No entanto, entidades médicas vêm manifestando sua preocupação e desaprovação quanto às modificações ora apresentadas. A Associação Nacional dos Médicos Peritos da Previdência Social (ANMP) publicou nota na qual expressa seu repúdio em relação aos termos do Decreto 8.691/16. O referido manifesto também foi assinado pelo Conselho Federal de Medicina (CFM), Associação Médica Brasileira (AMB) e Federação Nacional dos Médicos (FENAM).

As entidades médicas colocam, no que tange à quantidade de peritos médicos previdenciários, que “atualmente temos um déficit do quadro funcional de 3.000 (três mil) vagas em aberto e o Governo ao invés de fazer os concursos necessários prefere transferir a responsabilidade para a já lotada e deficiente rede do SUS... O decreto vai permitir que qualquer atestado médico, sem nenhuma verificação de veracidade ou conteúdo técnico, permita a liberação de benefícios, abrindo as portas para a fraude e a concessão indevida dos mesmos”. Atestam ainda que “a função da perícia médica do INSS é a de reconhecimento de direito previdenciário, pois nem todo cidadão adoecido se encontra incapaz ao trabalho e o benefício é pela incapacidade, não pela doença”. Informam ainda que o papel do perito previdenciário é de suma importância para o sistema de concessão de benefícios pelo INSS, apontando que “diariamente, situações de fraude ou de ausência de direito são detectadas e bloqueadas”. Reforçam ainda sua preocupação com o possível impacto de tal Decreto na viabilidade da estrutura da previdência social no país: “Ao abrir mão dessa exigência legal e permitir a concessão de benefícios sem a perícia médica, o Governo estará lançando toda a previdência social no escuro pois tais benefícios poderão ser implantados sem limite e sem direito em um período de forte retração econômica e elevação de desemprego”. A nota expressa ainda preocupação quanto ao impacto das medidas do Decreto na já combalida estrutura do SUS: “O decreto utilizará a já escassa mão de obra do SUS, que já não dá conta de seu próprio trabalho, com risco de colapso do atendimento, especialmente nas cidades pequenas”. Questões de ordem ética e deontológica também são levantadas: “O decreto obrigará o segurado a abrir mão do seu sigilo médico ao fazer com que ele tenha que entregar um atestado onde constará o nome da doença a um servidor não-médico do INSS. O decreto pode ferir a ética médica ao transformar o médico assistente em perito de seu próprio paciente”. As entidades medicas finalizam seu manifesto informando que o conjunto da sociedade sofrerá com as conseqüências do Decreto No. 8.691/16: “o segurado com direito, as contas públicas, os servidores, o SUS, os médicos assistentes e a sociedade”.
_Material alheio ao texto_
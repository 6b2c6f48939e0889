//! Retry Policy - 合成重试策略
//!
//! 可复用的重试策略对象：尝试上限、按故障类别区分的退避基数、
//! 错误可否重试的判定。调度器持有一份策略驱动所有后端尝试

use std::time::Duration;

use crate::application::ports::BackendError;

/// 故障类别
#[derive(Debug, Clone, Copy, PartialEq, Eq)]
pub enum FailureClass {
    /// 超时，可重试。退避更长，后端可能正在冷启动
    RetryableTimeout,
    /// 后端 5xx 或网络故障，可重试，退避较短
    RetryableRemote,
    /// 不可重试，立即终止整个调度
    Fatal,
}

impl FailureClass {
    pub fn retryable(&self) -> bool {
        !matches!(self, Self::Fatal)
    }
}

/// 重试策略
#[derive(Debug, Clone)]
pub struct RetryPolicy {
    /// 单个后端的最大尝试次数（含首次）
    pub max_attempts: u32,
    /// 服务端错误的退避基数
    pub server_error_backoff: Duration,
    /// 超时的退避基数，必须大于服务端错误退避
    pub timeout_backoff: Duration,
}

impl Default for RetryPolicy {
    fn default() -> Self {
        Self {
            max_attempts: 2,
            server_error_backoff: Duration::from_millis(500),
            timeout_backoff: Duration::from_millis(2000),
        }
    }
}

impl RetryPolicy {
    /// 近乎零退避的策略
    pub fn fast() -> Self {
        Self {
            max_attempts: 2,
            server_error_backoff: Duration::from_millis(1),
            timeout_backoff: Duration::from_millis(2),
        }
    }

    /// 判定后端错误的故障类别
    pub fn classify(error: &BackendError) -> FailureClass {
        match error {
            BackendError::Timeout => FailureClass::RetryableTimeout,
            BackendError::Network(_) => FailureClass::RetryableRemote,
            BackendError::Remote { status, .. } if *status >= 500 => FailureClass::RetryableRemote,
            BackendError::Remote { .. } => FailureClass::Fatal,
            BackendError::Rejected(_) => FailureClass::Fatal,
            BackendError::InvalidResponse(_) => FailureClass::Fatal,
        }
    }

    /// 是否允许发起第 attempt 次尝试（从 1 计）
    pub fn allows(&self, attempt: u32) -> bool {
        attempt <= self.max_attempts
    }

    /// 第 attempt 次尝试失败后的退避时长
    ///
    /// 按故障类别取基数，随失败次数倍增，指数封顶
    pub fn backoff(&self, class: FailureClass, attempt: u32) -> Duration {
        let base = match class {
            FailureClass::RetryableTimeout => self.timeout_backoff,
            FailureClass::RetryableRemote => self.server_error_backoff,
            FailureClass::Fatal => return Duration::ZERO,
        };
        base.saturating_mul(2u32.saturating_pow(attempt.saturating_sub(1).min(6)))
    }
}

#[cfg(test)]
mod tests {
    use super::*;

    #[test]
    fn test_classify_retryable_errors() {
        assert_eq!(
            RetryPolicy::classify(&BackendError::Timeout),
            FailureClass::RetryableTimeout
        );
        assert_eq!(
            RetryPolicy::classify(&BackendError::Network("connection refused".into())),
            FailureClass::RetryableRemote
        );
        assert_eq!(
            RetryPolicy::classify(&BackendError::Remote {
                status: 503,
                message: "overloaded".into()
            }),
            FailureClass::RetryableRemote
        );
    }

    #[test]
    fn test_classify_fatal_errors() {
        assert_eq!(
            RetryPolicy::classify(&BackendError::Rejected("text too long".into())),
            FailureClass::Fatal
        );
        assert_eq!(
            RetryPolicy::classify(&BackendError::Remote {
                status: 422,
                message: "bad language".into()
            }),
            FailureClass::Fatal
        );
        assert_eq!(
            RetryPolicy::classify(&BackendError::InvalidResponse("not json".into())),
            FailureClass::Fatal
        );
    }

    #[test]
    fn test_timeout_backoff_longer_than_server_error() {
        let policy = RetryPolicy::default();
        for attempt in 1..=4 {
            assert!(
                policy.backoff(FailureClass::RetryableTimeout, attempt)
                    > policy.backoff(FailureClass::RetryableRemote, attempt)
            );
        }
    }

    #[test]
    fn test_backoff_grows_per_attempt() {
        let policy = RetryPolicy::default();
        let first = policy.backoff(FailureClass::RetryableRemote, 1);
        let second = policy.backoff(FailureClass::RetryableRemote, 2);
        assert_eq!(second, first * 2);
    }

    #[test]
    fn test_fatal_has_no_backoff() {
        let policy = RetryPolicy::default();
        assert_eq!(policy.backoff(FailureClass::Fatal, 1), Duration::ZERO);
    }

    #[test]
    fn test_attempt_budget() {
        let policy = RetryPolicy::default();
        assert!(policy.allows(1));
        assert!(policy.allows(2));
        assert!(!policy.allows(3));
    }
}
O Decreto Decreto No. 8.691/16 entrou vigor na data de sua publicação. No entanto, a possibilidade de convênios do INSS com órgãos e entidades ligadas ao SUS aguarda publicação de ato conjunto dos Ministérios do Trabalho e Previdência Social e da Saúde. Já a possibilidade de reconhecimento da incapacidade laborativa do segurado pela apresentação de documentação de seu médico assistente aguarda disposição em ato do INSS.